Spatial Analysis of in-situ N2O observations + RandomForest & XGBoost to model coastal fluxes
This repository contains all data, code, and model outputs associated with the study:
“Modeling Nitrous Oxide Fluxes in European Coastal Systems Using Machine Learning: Analysing Regional Patterns, Drivers, and Climate Sensitivity.”
The project compiles ~8,500 in-situ N₂O flux measurements from European coastal waters (1993–2023), harmonizes them into a single dataset, and applies machine-learning models (Random Forest and XGBoost) to:
- Predict spatial distributions of coastal N₂O fluxes
- Identify dominant environmental drivers
- Benchmark against global ensemble estimates
- Conduct warming, oxygen decline, and nutrient perturbation scenarios
- Quantify prediction uncertainty
- Produce high-resolution (0.25°) gridded maps of coastal emissions
This repository ensures transparency and reproducibility for all analyses presented in the thesis and manuscript.

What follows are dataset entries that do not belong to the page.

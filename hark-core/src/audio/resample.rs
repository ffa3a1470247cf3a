//! Sample-rate conversion from the device rate to the detector rate.
//!
//! ## Design
//!
//! cpal captures at the device's native rate (commonly 48 kHz); the endpoint
//! detector runs at whatever rate the configuration names (16 kHz by
//! default). `RateConverter` bridges that gap on the capture-loop thread and
//! quantises the result to the signed 16-bit sample domain the detector and
//! the transcription handoff work in.
//!
//! When device rate == detector rate no rubato session is created at all;
//! input passes straight through the i16 conversion.

use rubato::{FastFixedIn, PolynomialDegree, Resampler};
use tracing::error;

use crate::error::{HarkError, Result};

/// Input frame count per rubato process call. 20 ms at 48 kHz.
pub const CONVERT_CHUNK: usize = 960;

/// Converts mono f32 capture audio to i16 at a fixed output rate.
pub struct RateConverter {
    /// `None` when device rate == detector rate (passthrough mode).
    resampler: Option<FastFixedIn<f32>>,
    /// Accumulation buffer — holds partial input blocks between calls.
    input_buf: Vec<f32>,
    /// Pre-allocated output buffer: `[1][output_frames_max]`.
    output_buf: Vec<Vec<f32>>,
}

impl RateConverter {
    /// Create a new converter.
    ///
    /// # Errors
    /// Returns `HarkError::AudioDevice` if rubato fails to initialise.
    pub fn new(device_rate: u32, target_rate: u32) -> Result<Self> {
        if device_rate == target_rate {
            return Ok(Self {
                resampler: None,
                input_buf: Vec::new(),
                output_buf: Vec::new(),
            });
        }

        let ratio = target_rate as f64 / device_rate as f64;

        let resampler = FastFixedIn::<f32>::new(
            ratio,
            1.0, // fixed ratio — no dynamic adjustment
            PolynomialDegree::Cubic,
            CONVERT_CHUNK,
            1, // mono
        )
        .map_err(|e| HarkError::AudioDevice(format!("resampler init: {e}")))?;

        let max_out = resampler.output_frames_max();
        let output_buf = vec![vec![0f32; max_out]; 1];

        tracing::info!(device_rate, target_rate, "resampling enabled");

        Ok(Self {
            resampler: Some(resampler),
            input_buf: Vec::new(),
            output_buf,
        })
    }

    /// Process incoming f32 samples, returning i16 output at the target
    /// rate (may be empty).
    ///
    /// Samples are accumulated internally until a full `CONVERT_CHUNK`
    /// block is available for rubato. Any remainder is kept for the next
    /// call. In passthrough mode input is converted directly.
    pub fn process(&mut self, samples: &[f32]) -> Vec<i16> {
        let Some(ref mut resampler) = self.resampler else {
            return samples.iter().copied().map(f32_to_i16).collect();
        };

        self.input_buf.extend_from_slice(samples);

        let mut result = Vec::new();

        while self.input_buf.len() >= CONVERT_CHUNK {
            let input_slice = &self.input_buf[..CONVERT_CHUNK];

            match resampler.process_into_buffer(&[input_slice], &mut self.output_buf, None) {
                Ok((_consumed, produced)) => {
                    result.extend(self.output_buf[0][..produced].iter().copied().map(f32_to_i16));
                }
                Err(e) => {
                    error!("resampler process error: {e}");
                }
            }

            self.input_buf.drain(..CONVERT_CHUNK);
        }

        result
    }

    /// Returns `true` when device rate == target rate (no resampling occurs).
    pub fn is_passthrough(&self) -> bool {
        self.resampler.is_none()
    }
}

/// Quantise a normalised f32 sample to i16, clamping out-of-range input.
fn f32_to_i16(sample: f32) -> i16 {
    (sample.clamp(-1.0, 1.0) * i16::MAX as f32).round() as i16
}

#[cfg(test)]
mod tests {
    use super::*;

    #[test]
    fn passthrough_converts_to_i16() {
        let mut rc = RateConverter::new(16_000, 16_000).unwrap();
        assert!(rc.is_passthrough());
        let out = rc.process(&[0.0, 0.5, -0.5, 1.0, -1.0]);
        assert_eq!(out, vec![0, 16_384, -16_384, 32_767, -32_767]);
    }

    #[test]
    fn out_of_range_input_is_clamped() {
        let mut rc = RateConverter::new(16_000, 16_000).unwrap();
        let out = rc.process(&[2.0, -2.0]);
        assert_eq!(out, vec![32_767, -32_767]);
    }

    #[test]
    fn ratio_48k_to_16k_correct_length() {
        let mut rc = RateConverter::new(48_000, 16_000).unwrap();
        assert!(!rc.is_passthrough());
        // 960 input samples at 48 kHz → ~320 at 16 kHz
        let samples = vec![0.0f32; 960];
        let out = rc.process(&samples);
        assert!(!out.is_empty(), "expected non-empty output");
        let expected = 320usize;
        assert!(
            (out.len() as isize - expected as isize).unsigned_abs() <= 10,
            "output len={} expected≈{}",
            out.len(),
            expected
        );
    }

    #[test]
    fn partial_accumulation_returns_empty() {
        let mut rc = RateConverter::new(48_000, 16_000).unwrap();
        // Fewer than CONVERT_CHUNK samples → nothing output yet
        let out = rc.process(&vec![0.0f32; 500]);
        assert!(
            out.is_empty(),
            "expected empty output for partial block, got {}",
            out.len()
        );
    }

    #[test]
    fn multiple_partial_blocks_accumulate() {
        let mut rc = RateConverter::new(48_000, 16_000).unwrap();
        // Two 500-sample pushes = 1000 total ≥ 960 → should produce output
        let out1 = rc.process(&vec![0.0f32; 500]);
        assert!(out1.is_empty());
        let out2 = rc.process(&vec![0.0f32; 500]);
        assert!(!out2.is_empty(), "second push should trigger processing");
    }
}
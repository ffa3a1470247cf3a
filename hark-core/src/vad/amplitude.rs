//! Amplitude-threshold VAD over mean absolute sample magnitude.
//!
//! A chunk whose mean |sample| reaches the threshold is voiced; everything
//! else is silent. There is no hangover and no noise-floor calibration —
//! endpointing hysteresis lives entirely in the detector's silence-timeout
//! rule, so a single loud transient is enough to (re)start the clock.

use super::{VadDecision, VoiceActivityDetector};
use crate::buffering::chunk::AudioChunk;

/// A stateless mean-amplitude voice activity detector.
#[derive(Debug, Clone)]
pub struct AmplitudeVad {
    /// Mean absolute amplitude threshold in the i16 sample domain.
    /// Typical range: 300–1000 for a consumer microphone.
    threshold: f32,
}

impl AmplitudeVad {
    /// Create a new `AmplitudeVad`.
    ///
    /// # Parameters
    /// - `threshold`: mean |sample| at or above which a chunk is voiced.
    ///   Default: `500.0`.
    pub fn new(threshold: f32) -> Self {
        Self { threshold }
    }
}

impl Default for AmplitudeVad {
    fn default() -> Self {
        Self::new(500.0)
    }
}

impl VoiceActivityDetector for AmplitudeVad {
    fn classify(&mut self, chunk: &AudioChunk) -> VadDecision {
        if chunk.mean_amplitude() >= self.threshold {
            VadDecision::Voiced
        } else {
            VadDecision::Silent
        }
    }

    fn reset(&mut self) {}
}

#[cfg(test)]
mod tests {
    use super::*;

    fn chunk_with_volume(volume: i16, len: usize) -> AudioChunk {
        AudioChunk::new(vec![volume; len], 16_000)
    }

    #[test]
    fn quiet_chunk_is_silent() {
        let mut vad = AmplitudeVad::new(500.0);
        assert_eq!(
            vad.classify(&chunk_with_volume(50, 1600)),
            VadDecision::Silent
        );
    }

    #[test]
    fn loud_chunk_is_voiced() {
        let mut vad = AmplitudeVad::new(500.0);
        assert_eq!(
            vad.classify(&chunk_with_volume(600, 1600)),
            VadDecision::Voiced
        );
    }

    #[test]
    fn threshold_is_inclusive() {
        let mut vad = AmplitudeVad::new(500.0);
        assert_eq!(
            vad.classify(&chunk_with_volume(500, 1600)),
            VadDecision::Voiced
        );
    }

    #[test]
    fn negative_samples_count_by_magnitude() {
        let mut vad = AmplitudeVad::new(500.0);
        assert_eq!(
            vad.classify(&chunk_with_volume(-600, 1600)),
            VadDecision::Voiced
        );
    }

    #[test]
    fn empty_chunk_is_silent() {
        let mut vad = AmplitudeVad::default();
        let chunk = AudioChunk::new(vec![], 16_000);
        assert_eq!(vad.classify(&chunk), VadDecision::Silent);
    }

    #[test]
    fn zero_threshold_marks_everything_voiced() {
        let mut vad = AmplitudeVad::new(0.0);
        assert_eq!(
            vad.classify(&chunk_with_volume(0, 1600)),
            VadDecision::Voiced
        );
    }
}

Environmental predictors (all long-term climatologies):
- World Ocean Atlas 2018/2023 – temperature, salinity, oxygen, nitrate, phosphate, density
- Copernicus Marine Service (CMEMS) – chlorophyll-a hindcast (1993–2025)
- GEBCO 2025 Grid – bathymetry
- Yang et al. (2020) global N₂O flux dataset – external benchmark
All .nc files are provided in the data/ directory unless restricted by license.
Data is now moved to an online respository and can be found via this link
Machine Learning Models
- Random Forest (500 trees, tuned mtry)
- XGBoost (tuned with η=0.05, depth=6, subsample=0.8)
- Log-transformed flux target to reduce heteroscedasticity
- 10-fold cross-validation for all models
- External benchmarking against Yang et al. (2020)
- SHAP values used for interpretability
Scenarios Modeled
- Warming: +2°C
- Deoxygenation: –20% O₂
- Nutrient enrichment: +20% NO₃⁻ & PO₄³⁻
- Combined multi-driver
Uncertainty Analysis
- 100-member bootstrap Random Forest ensemble
- Standard deviation + relative uncertainty (%) maps
• European coastal waters are consistent N₂O sources, especially the North Sea and Baltic Sea.
• Salinity, depth, chlorophyll, and temperature are dominant predictors of flux variability.
• Deoxygenation had the largest scenario impact (+10%).
• Combined climate and nutrient forcing increases emissions by ~13%.
• Prediction uncertainty is lowest in well-sampled basins and highest in data-poor regions such as the Eastern Mediterranean and Black Sea.